■ TASK GOAL ■
Your answer must be every line of the data below that holds the string "Check", copied exactly.

= = = = =

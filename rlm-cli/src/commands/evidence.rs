//! Evidence Commands

use clap::Subcommand;

/// Evidence subcommands
#[derive(Subcommand, Debug)]
pub enum EvidenceCommands {
    /// Check whether an evidence item may be deleted
    CanDelete {
        /// Evidence ID
        #[arg(short, long)]
        id: String,
    },

    /// Check whether an evidence item may be modified
    CanModify {
        /// Evidence ID
        #[arg(short, long)]
        id: String,
    },

    /// List evidence expiring within a window
    Expiring {
        /// Days ahead (0 = already expired)
        #[arg(short, long, default_value = "7")]
        days: u32,
    },

    /// Archive evidence (admin)
    Archive {
        /// Evidence IDs (comma-separated)
        #[arg(short, long, value_delimiter = ',', required = true)]
        ids: Vec<String>,

        /// Archive location
        #[arg(short, long, env = "RLM_ARCHIVE_LOCATION", default_value = "auto-archive")]
        location: String,
    },
}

= = = = =

■ RESPONSE TO THIS TASK ■
    /// Check whether an evidence item may be deleted
    /// Check whether an evidence item may be modified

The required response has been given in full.